- **Your goal**
Scan the entries below line by line and state how many lines contain the string "globals", giving only the number.

··· Available data

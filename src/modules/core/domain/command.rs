//! Command definitions

use serde::Serialize;

use super::Argument;

/// A (sub)command of the tool
#[derive(Debug, Clone, PartialEq, Default, Serialize)]
#[serde(rename_all = "kebab-case")]
pub struct Command {
    /// Command name
    pub name: String,

    /// Other names selecting the same command
    #[serde(skip_serializing_if = "Vec::is_empty")]
    pub aliases: Vec<String>,

    /// Accepted arguments, in declaration order
    #[serde(skip_serializing_if = "Vec::is_empty")]
    pub arguments: Vec<Argument>,

    /// Nested commands
    #[serde(skip_serializing_if = "Vec::is_empty")]
    pub commands: Vec<Command>,

    /// Deprecation notice (documentation only)
    #[serde(skip_serializing_if = "Option::is_none")]
    pub deprecated: Option<String>,

    /// Never offered as a suggestion
    #[serde(skip_serializing_if = "std::ops::Not::not")]
    pub hidden: bool,

    /// Usage line, e.g. `add [-F file | -D dir]... profile`
    #[serde(skip_serializing_if = "Option::is_none")]
    pub usage: Option<String>,

    /// One-line help
    #[serde(skip_serializing_if = "Option::is_none")]
    pub short_description: Option<String>,

    /// Full help text
    #[serde(skip_serializing_if = "Option::is_none")]
    pub long_description: Option<String>,

    /// Usage example
    #[serde(skip_serializing_if = "Option::is_none")]
    pub example: Option<String>,
}

impl Command {
    /// Create a command with the given name
    pub fn new(name: impl Into<String>) -> Self {
        Self {
            name: name.into(),
            ..Self::default()
        }
    }

    /// Add an alias
    pub fn with_alias(mut self, alias: impl Into<String>) -> Self {
        self.aliases.push(alias.into());
        self
    }

    /// Add an argument
    pub fn with_argument(mut self, argument: Argument) -> Self {
        self.arguments.push(argument);
        self
    }

    /// Add a nested command
    pub fn with_command(mut self, command: Command) -> Self {
        self.commands.push(command);
        self
    }

    /// Set the one-line help
    pub fn with_description(mut self, description: impl Into<String>) -> Self {
        self.short_description = Some(description.into());
        self
    }

    /// Hide from suggestions
    pub fn hidden(mut self) -> Self {
        self.hidden = true;
        self
    }

    /// Mark as deprecated
    pub fn deprecated(mut self, notice: impl Into<String>) -> Self {
        self.deprecated = Some(notice.into());
        self
    }

    /// Name followed by aliases
    pub fn names(&self) -> impl Iterator<Item = &str> {
        std::iter::once(self.name.as_str()).chain(self.aliases.iter().map(String::as_str))
    }

    /// Whether `word` selects this command
    pub fn is_named(&self, word: &str) -> bool {
        self.names().any(|name| name == word)
    }

    /// Find a direct subcommand by name or alias
    pub fn find_command(&self, word: &str) -> Option<&Command> {
        self.commands.iter().find(|c| c.is_named(word))
    }

    /// Best available help text
    pub fn description(&self) -> Option<&str> {
        self.short_description
            .as_deref()
            .or(self.long_description.as_deref())
            .filter(|d| !d.is_empty())
    }
}

#[cfg(test)]
mod tests {
    use super::*;

    #[test]
    fn test_command_names() {
        let cmd = Command::new("push").with_alias("p").with_alias("send");
        assert_eq!(cmd.names().collect::<Vec<_>>(), vec!["push", "p", "send"]);
        assert!(cmd.is_named("send"));
        assert!(!cmd.is_named("pull"));
    }

    #[test]
    fn test_find_command_by_alias() {
        let cmd = Command::new("remote")
            .with_command(Command::new("add").with_alias("a"))
            .with_command(Command::new("remove").with_alias("rm"));

        assert_eq!(cmd.find_command("rm").map(|c| c.name.as_str()), Some("remove"));
        assert_eq!(cmd.find_command("add").map(|c| c.name.as_str()), Some("add"));
        assert!(cmd.find_command("rename").is_none());
    }

    #[test]
    fn test_description_fallback() {
        let mut cmd = Command::new("push");
        assert!(cmd.description().is_none());
        cmd.long_description = Some("Push everything".to_string());
        assert_eq!(cmd.description(), Some("Push everything"));
        cmd.short_description = Some("Push".to_string());
        assert_eq!(cmd.description(), Some("Push"));
    }
}
//! Description loading for cgen
//!
//! This crate reads YAML (or JSON) tool descriptions into the definition
//! model and validates the whole tree before anything is generated.

pub mod validator;
pub mod yaml;

pub use validator::ConfigValidator;
pub use yaml::YamlParser;

use cgen_core::{CgenError, Cli};
use std::path::Path;

/// Parse a description file from a path
pub fn parse_file(path: impl AsRef<Path>) -> Result<Cli, CgenError> {
    let path = path.as_ref();
    let content = std::fs::read_to_string(path).map_err(|e| {
        CgenError::Config(format!("Failed to read file '{}': {}", path.display(), e))
    })?;

    parse_string(&content)
}

/// Parse a description from a string
pub fn parse_string(content: &str) -> Result<Cli, CgenError> {
    let cli = YamlParser::parse(content)?;

    let validator = ConfigValidator::new();
    validator.validate(&cli)?;

    Ok(cli)
}

#[cfg(test)]
mod tests {
    use super::*;

    #[test]
    fn test_parse_simple_description() {
        let yaml = r#"
name: cli
arguments:
  - named: true
    name: verbose
    short-name: v
commands:
  - name: push
    aliases: [p]
    arguments:
      - named: true
        name: target
        short-name: t
        completion:
          type: static
          values: [staging, prod]
"#;
        let cli = parse_string(yaml).unwrap();
        assert_eq!(cli.name, "cli");
        assert_eq!(cli.arguments.len(), 1);
        assert_eq!(cli.commands.len(), 1);
        assert_eq!(cli.resolve(&["p"]).map(|c| c.name.as_str()), Some("push"));
    }

    #[test]
    fn test_validation_runs_after_parse() {
        let yaml = r#"
name: cli
commands:
  - name: push
  - name: push
"#;
        assert!(matches!(parse_string(yaml), Err(CgenError::Validation(_))));
    }

    #[test]
    fn test_parse_missing_file() {
        let err = parse_file("/nonexistent/cgen.yaml").unwrap_err();
        assert!(matches!(err, CgenError::Config(_)));
        assert!(err.to_string().contains("/nonexistent/cgen.yaml"));
    }
}
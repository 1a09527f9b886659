//! Fish completion backend
//!
//! fish evaluates every `complete` rule independently, so instead of
//! dispatch logic each rule carries a condition: every ancestor command was
//! seen, no sibling of the node was seen, and none of the node's own
//! subcommands was seen yet.

use cgen_core::{Argument, CgenError, Cli, Command};
use cgen_types::{CompletionKind, Shell};

use crate::collect::{self, FunctionTable, Scope};
use crate::emitter::Emitter;
use crate::escape::{ident, quote, quote_list, single_line};

const POSITION_HELPER: &str = r#"function __ID_position_is --description 'Test the word position after the last selecting command'
    set -l tokens (commandline -opc)
    set -l want $argv[1]
    set -e argv[1]
    set -l index 1
    if set -q argv[1]
        set index 0
        for i in (seq 2 (count $tokens))
            if contains -- $tokens[$i] $argv
                set index $i
                break
            end
        end
        test $index -gt 0; or return 1
    end
    test (math (count $tokens) - $index + 1) -eq $want
end"#;

/// Render the fish completion script for a tool
pub fn generate(cli: &Cli) -> Result<String, CgenError> {
    let id = ident(&cli.name);
    let helper = format!("__{}", id);
    let functions = FunctionTable::build(cli, Shell::Fish, &helper, "_");
    let writer = FishWriter {
        command: quote(&cli.name, Shell::Fish)?,
        helper,
        globals: &cli.arguments,
        functions: &functions,
    };

    let mut em = Emitter::new("    ");
    em.line(format!("# fish completion for {}", cli.name));
    em.blank();
    em.block(&POSITION_HELPER.replace("__ID", &writer.helper));
    em.blank();

    for entry in functions.entries() {
        em.line(format!("function {}", entry.name));
        em.raw(entry.body);
        em.line("end");
        em.blank();
    }

    em.line(format!("complete -c {} -f", writer.command));
    writer.write_scope(&mut em, &Scope::root(cli), &[])?;

    Ok(em.finish())
}

struct FishWriter<'a> {
    command: String,
    helper: String,
    globals: &'a [Argument],
    functions: &'a FunctionTable<'a>,
}

impl<'a> FishWriter<'a> {
    /// `conditions` select this node: ancestors seen, siblings not seen
    fn write_scope(
        &self,
        em: &mut Emitter,
        scope: &Scope<'a>,
        conditions: &[String],
    ) -> Result<(), CgenError> {
        let mut own = conditions.to_vec();
        if !scope.commands.is_empty() {
            own.push(format!(
                "not __fish_seen_subcommand_from {}",
                quote_list(collect::all_command_names(scope.commands), Shell::Fish)?
            ));
        }

        for command in scope.commands.iter().filter(|c| !c.hidden) {
            self.write_command_rule(em, command, &own)?;
        }

        // globals are accepted everywhere and carry no condition
        let argument_conditions: &[String] = if scope.is_root() { &[] } else { &own };
        for argument in scope.arguments.iter().filter(|a| a.named && !a.hidden) {
            self.write_flag_rule(em, argument, argument_conditions)?;
        }

        let names = scope.command().map(|c| c.names().collect::<Vec<_>>());
        for (slot, argument) in collect::positionals(scope.arguments) {
            let mut with_slot = own.clone();
            if scope.commands.is_empty() {
                let mut test = format!("{}_position_is {}", self.helper, slot);
                if let Some(names) = &names {
                    test.push(' ');
                    test.push_str(&quote_list(names, Shell::Fish)?);
                }
                with_slot.push(test);
            }
            self.write_positional_rule(em, argument, &with_slot)?;
        }

        for command in scope.commands {
            let mut child = conditions.to_vec();
            child.push(format!(
                "__fish_seen_subcommand_from {}",
                quote_list(command.names(), Shell::Fish)?
            ));
            let child_scope = scope.child(command);
            let siblings: Vec<&str> = child_scope
                .siblings
                .iter()
                .filter(|c| !std::ptr::eq(*c, command))
                .flat_map(|c| c.names())
                .collect();
            if !siblings.is_empty() {
                child.push(format!(
                    "not __fish_seen_subcommand_from {}",
                    quote_list(siblings, Shell::Fish)?
                ));
            }
            self.write_scope(em, &child_scope, &child)?;
        }

        Ok(())
    }

    fn write_command_rule(
        &self,
        em: &mut Emitter,
        command: &Command,
        conditions: &[String],
    ) -> Result<(), CgenError> {
        for name in command.names() {
            let mut rule = self.rule(conditions)?;
            rule.push_str(&format!(" -a {}", quote(name, Shell::Fish)?));
            if let Some(description) = command.description() {
                rule.push_str(&format!(" -d {}", quote(single_line(description), Shell::Fish)?));
            }
            em.line(rule);
        }
        Ok(())
    }

    fn write_flag_rule(
        &self,
        em: &mut Emitter,
        argument: &Argument,
        conditions: &[String],
    ) -> Result<(), CgenError> {
        let mut rule = self.rule(conditions)?;

        if let Some(short) = argument.short_name.as_deref() {
            rule.push_str(&format!(" -s {}", quote(short, Shell::Fish)?));
        }
        if let Some(name) = argument.name.as_deref() {
            let option = if argument.single_dash_long { "-o" } else { "-l" };
            rule.push_str(&format!(" {} {}", option, quote(name, Shell::Fish)?));
        }
        if let Some(description) = argument.description() {
            rule.push_str(&format!(" -d {}", quote(single_line(description), Shell::Fish)?));
        }

        match argument.completion.kind {
            CompletionKind::None => {}
            CompletionKind::File => rule.push_str(" -r -F"),
            kind => match self.candidates(argument, kind)? {
                Some(arguments) => rule.push_str(&format!(" -x -a {}", arguments)),
                None => rule.push_str(" -x"),
            },
        }

        em.line(rule);
        Ok(())
    }

    fn write_positional_rule(
        &self,
        em: &mut Emitter,
        argument: &Argument,
        conditions: &[String],
    ) -> Result<(), CgenError> {
        if argument.hidden {
            return Ok(());
        }

        let kind = argument.completion.kind;
        let completion = match kind {
            CompletionKind::None => return Ok(()),
            CompletionKind::File => " -F".to_string(),
            kind => match self.candidates(argument, kind)? {
                Some(arguments) => format!(" -a {}", arguments),
                None => return Ok(()),
            },
        };

        let mut rule = self.rule(conditions)?;
        rule.push_str(&completion);
        let description = argument.description().or(argument.name.as_deref());
        if let Some(description) = description {
            rule.push_str(&format!(" -d {}", quote(single_line(description), Shell::Fish)?));
        }
        em.line(rule);
        Ok(())
    }

    /// The `-a` argument for word-list completions, quoted for the rule line
    fn candidates(&self, argument: &Argument, kind: CompletionKind) -> Result<Option<String>, CgenError> {
        let inner = match kind {
            CompletionKind::Static => quote_list(&argument.completion.values, Shell::Fish)?,
            CompletionKind::Folder => "(__fish_complete_directories)".to_string(),
            CompletionKind::Function => match self.functions.name_for(argument) {
                Some(name) => format!("({})", name),
                None => return Ok(None),
            },
            CompletionKind::None | CompletionKind::File => return Ok(None),
        };
        quote(&inner, Shell::Fish).map(Some)
    }

    fn rule(&self, conditions: &[String]) -> Result<String, CgenError> {
        let mut rule = format!("complete -c {}", self.command);
        if !conditions.is_empty() {
            rule.push_str(&format!(" -n {}", quote(&conditions.join("; and "), Shell::Fish)?));
        }
        Ok(rule)
    }
}
//! Target shell definitions

use serde::{Deserialize, Serialize};
use std::fmt;
use std::str::FromStr;

/// Shells a completion script can be generated for
#[derive(Debug, Clone, Copy, PartialEq, Eq, Hash, PartialOrd, Ord, Serialize, Deserialize)]
#[serde(rename_all = "lowercase")]
pub enum Shell {
    /// GNU Bash (`complete -F`)
    Bash,
    /// fish (`complete -c`)
    Fish,
    /// Z shell (`_arguments`)
    Zsh,
}

impl fmt::Display for Shell {
    fn fmt(&self, f: &mut fmt::Formatter<'_>) -> fmt::Result {
        match self {
            Shell::Bash => write!(f, "bash"),
            Shell::Fish => write!(f, "fish"),
            Shell::Zsh => write!(f, "zsh"),
        }
    }
}

impl FromStr for Shell {
    type Err = String;

    fn from_str(s: &str) -> Result<Self, Self::Err> {
        match s.to_lowercase().as_str() {
            "bash" => Ok(Shell::Bash),
            "fish" => Ok(Shell::Fish),
            "zsh" => Ok(Shell::Zsh),
            _ => Err(format!(
                "Unknown shell: {} (accepted values are bash, fish and zsh)",
                s
            )),
        }
    }
}

impl Shell {
    /// Returns all supported shells, in generation order
    pub fn all() -> &'static [Shell] {
        &[Shell::Bash, Shell::Fish, Shell::Zsh]
    }

    /// Returns true if the shell parses words with POSIX quoting rules
    pub fn is_posix(&self) -> bool {
        matches!(self, Shell::Bash | Shell::Zsh)
    }

    /// Directory (relative to the output root) completion files are installed into
    pub fn completion_dir(&self) -> &'static str {
        match self {
            Shell::Bash => "share/bash/completions",
            Shell::Fish => "share/fish/completions",
            Shell::Zsh => "share/zsh/completions",
        }
    }

    /// File name of the completion script for a tool
    pub fn file_name(&self, tool: &str) -> String {
        match self {
            Shell::Bash => format!("{}.bash", tool),
            Shell::Fish => format!("{}.fish", tool),
            Shell::Zsh => format!("_{}", tool),
        }
    }
}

······

- **Answer space**
3